The rest of the boys looked downcast, for they were in just the humor to welcome some diversion of this sort. However, they had been too well trained to give voice to their feelings of disappointment.

Hugh and the farmer hurried away, with the others tagging close at their heels. Reaching the road, which was not far from the camp on the river bank, they presently turned into a smaller thoroughfare, and in the end came to where there lay a dense wood on one side with a wide pasture on the other.

The bars of the fence lay on the ground. It was the easiest thing in the world for the scouts, because of their training, to see that someone had taken the pains to toss every bar aside as it was drawn from its sockets; and this would dispose of any suspicion that the cattle had broken the barrier down.

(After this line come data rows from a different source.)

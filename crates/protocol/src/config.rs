//! Retrieval pipeline configuration.
//!
//! Every knob lives here, grouped by pipeline stage, with serde defaults so
//! that a partial TOML file (or none at all) yields a working configuration.
//! Validation happens once at load time; the rest of the pipeline trusts the
//! values it is handed.

use std::path::Path;

use anyhow::{bail, Context};
use serde::{Deserialize, Serialize};

use crate::bundle::ContentMode;

/// Expansion depths beyond this are rejected at validation time.
pub const MAX_EXPANSION_DEPTH: u32 = 5;

#[derive(Debug, Clone, PartialEq, Default, Serialize, Deserialize)]
pub struct RetrievalConfig {
    #[serde(default)]
    pub ranking: RankingConfig,
    #[serde(default)]
    pub gate: GateConfig,
    #[serde(default)]
    pub assembly: AssemblyConfig,
    #[serde(default)]
    pub coupling: CouplingConfig,
}

/// Rank fusion knobs.
#[derive(Debug, Clone, PartialEq, Serialize, Deserialize)]
#[serde(default)]
pub struct RankingConfig {
    /// Share of the fused score contributed by the semantic signal.
    pub semantic_weight: f32,
    /// Reciprocal-rank smoothing constant.
    pub rrf_k: f32,
    /// Multiplier applied once to documentation and config chunks.
    pub doc_demotion: f32,
    /// Days for a chunk's recency factor to halve.
    pub recency_half_life_days: f32,
    /// Share of the score exposed to recency decay.
    pub recency_weight: f32,
    /// Hits requested from each retrieval signal.
    pub search_limit: usize,
}

impl Default for RankingConfig {
    fn default() -> Self {
        Self {
            semantic_weight: 0.7,
            rrf_k: 60.0,
            doc_demotion: 0.5,
            recency_half_life_days: 30.0,
            recency_weight: 0.3,
            search_limit: 10,
        }
    }
}

/// Relevance gate for unsolicited context injection.
#[derive(Debug, Clone, PartialEq, Serialize, Deserialize)]
#[serde(default)]
pub struct GateConfig {
    /// Minimum raw top cosine similarity for injection to proceed.
    pub threshold: f32,
    /// Queries shorter than this never trigger injection.
    pub min_query_length: usize,
}

impl Default for GateConfig {
    fn default() -> Self {
        Self {
            threshold: 0.75,
            min_query_length: 10,
        }
    }
}

/// Context assembly knobs.
#[derive(Debug, Clone, PartialEq, Serialize, Deserialize)]
#[serde(default)]
pub struct AssemblyConfig {
    /// Total line budget for an assembled bundle.
    pub budget_lines: u32,
    /// Coupling expansion depth; 0 disables expansion.
    pub depth: u32,
    /// Coupled files pulled in per frontier file.
    pub max_coupled_per_seed: usize,
    pub content_mode: ContentMode,
}

impl Default for AssemblyConfig {
    fn default() -> Self {
        Self {
            budget_lines: 400,
            depth: 1,
            max_coupled_per_seed: 3,
            content_mode: ContentMode::Full,
        }
    }
}

/// Temporal coupling graph construction and traversal knobs.
#[derive(Debug, Clone, PartialEq, Serialize, Deserialize)]
#[serde(default)]
pub struct CouplingConfig {
    /// Minimum normalized score for an edge to be kept.
    pub threshold: f32,
    /// Minimum co-change count for an edge to be considered at all.
    pub min_co_changes: u32,
    /// Score multiplier per hop beyond the first during expansion.
    pub hop_decay: f32,
    /// Commits touching more files than this are skipped as bulk changes.
    pub max_files_per_commit: usize,
}

impl Default for CouplingConfig {
    fn default() -> Self {
        Self {
            threshold: 0.3,
            min_co_changes: 3,
            hop_decay: 0.5,
            max_files_per_commit: 50,
        }
    }
}

impl RetrievalConfig {
    pub fn load(path: &Path) -> anyhow::Result<Self> {
        let raw = std::fs::read_to_string(path)
            .with_context(|| format!("reading config from {}", path.display()))?;
        let config: Self = toml::from_str(&raw)
            .with_context(|| format!("parsing config from {}", path.display()))?;
        config.validate()?;
        Ok(config)
    }

    /// Rejects out-of-range knobs so later stages never have to.
    pub fn validate(&self) -> anyhow::Result<()> {
        let r = &self.ranking;
        if !(0.0..=1.0).contains(&r.semantic_weight) {
            bail!("ranking.semantic_weight must be in [0, 1], got {}", r.semantic_weight);
        }
        if r.rrf_k <= 0.0 {
            bail!("ranking.rrf_k must be positive, got {}", r.rrf_k);
        }
        if !(0.0..=1.0).contains(&r.doc_demotion) || r.doc_demotion == 0.0 {
            bail!("ranking.doc_demotion must be in (0, 1], got {}", r.doc_demotion);
        }
        if r.recency_half_life_days <= 0.0 {
            bail!(
                "ranking.recency_half_life_days must be positive, got {}",
                r.recency_half_life_days
            );
        }
        if !(0.0..=1.0).contains(&r.recency_weight) {
            bail!("ranking.recency_weight must be in [0, 1], got {}", r.recency_weight);
        }
        if r.search_limit == 0 {
            bail!("ranking.search_limit must be at least 1");
        }
        if !(0.0..=1.0).contains(&self.gate.threshold) {
            bail!("gate.threshold must be in [0, 1], got {}", self.gate.threshold);
        }
        if self.assembly.budget_lines == 0 {
            bail!("assembly.budget_lines must be at least 1");
        }
        if self.assembly.depth > MAX_EXPANSION_DEPTH {
            bail!(
                "assembly.depth must be at most {}, got {}",
                MAX_EXPANSION_DEPTH,
                self.assembly.depth
            );
        }
        let c = &self.coupling;
        if !(0.0..=1.0).contains(&c.threshold) {
            bail!("coupling.threshold must be in [0, 1], got {}", c.threshold);
        }
        if !(0.0..=1.0).contains(&c.hop_decay) || c.hop_decay == 0.0 {
            bail!("coupling.hop_decay must be in (0, 1], got {}", c.hop_decay);
        }
        if c.min_co_changes == 0 {
            bail!("coupling.min_co_changes must be at least 1");
        }
        if c.max_files_per_commit == 0 {
            bail!("coupling.max_files_per_commit must be at least 1");
        }
        Ok(())
    }
}

#[cfg(test)]
mod tests {
    use super::*;
    use pretty_assertions::assert_eq;
    use std::io::Write as _;

    #[test]
    fn defaults_are_valid() {
        let config = RetrievalConfig::default();
        config.validate().unwrap();
        assert_eq!(config.ranking.semantic_weight, 0.7);
        assert_eq!(config.ranking.rrf_k, 60.0);
        assert_eq!(config.gate.threshold, 0.75);
        assert_eq!(config.assembly.budget_lines, 400);
        assert_eq!(config.coupling.min_co_changes, 3);
    }

    #[test]
    fn partial_toml_keeps_section_defaults() {
        let config: RetrievalConfig = toml::from_str(
            r#"
            [ranking]
            semantic_weight = 0.5

            [assembly]
            budget_lines = 200
            "#,
        )
        .unwrap();
        assert_eq!(config.ranking.semantic_weight, 0.5);
        assert_eq!(config.ranking.rrf_k, 60.0);
        assert_eq!(config.assembly.budget_lines, 200);
        assert_eq!(config.assembly.depth, 1);
        assert_eq!(config.gate, GateConfig::default());
    }

    #[test]
    fn empty_toml_is_all_defaults() {
        let config: RetrievalConfig = toml::from_str("").unwrap();
        assert_eq!(config, RetrievalConfig::default());
    }

    #[test]
    fn rejects_out_of_range_weight() {
        let mut config = RetrievalConfig::default();
        config.ranking.semantic_weight = 1.5;
        assert!(config.validate().is_err());
    }

    #[test]
    fn rejects_excessive_depth() {
        let mut config = RetrievalConfig::default();
        config.assembly.depth = MAX_EXPANSION_DEPTH + 1;
        assert!(config.validate().is_err());
    }

    #[test]
    fn rejects_zero_doc_demotion() {
        let mut config = RetrievalConfig::default();
        config.ranking.doc_demotion = 0.0;
        assert!(config.validate().is_err());
    }

    #[test]
    fn load_validates_on_read() {
        let mut file = tempfile::NamedTempFile::new().unwrap();
        writeln!(file, "[gate]\nthreshold = 2.0").unwrap();
        let err = RetrievalConfig::load(file.path()).unwrap_err();
        assert!(err.to_string().contains("gate.threshold"));
    }

    #[test]
    fn load_reads_valid_file() {
        let mut file = tempfile::NamedTempFile::new().unwrap();
        writeln!(file, "[coupling]\nthreshold = 0.4\nhop_decay = 0.25").unwrap();
        let config = RetrievalConfig::load(file.path()).unwrap();
        assert_eq!(config.coupling.threshold, 0.4);
        assert_eq!(config.coupling.hop_decay, 0.25);
    }
}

“Here’s the way they started off, you can see, Mr. Stebbins,” said Hugh, as he pointed to the plain impression of many split hoofs in the road, and which led in an opposite direction to the one they had come from.

It was no trouble at all to follow that broad trail; why, Billy Worth declared that even the greenhorn, Harold Tremaine, might have done it with only a few hitches.

“There’s one thing we want to remember, fellows,” remarked Arthur Cameron, after they had been moving along for some little time, and apparently getting closer to where the cattle would be found.

“What’s that?” demanded Alec Sands.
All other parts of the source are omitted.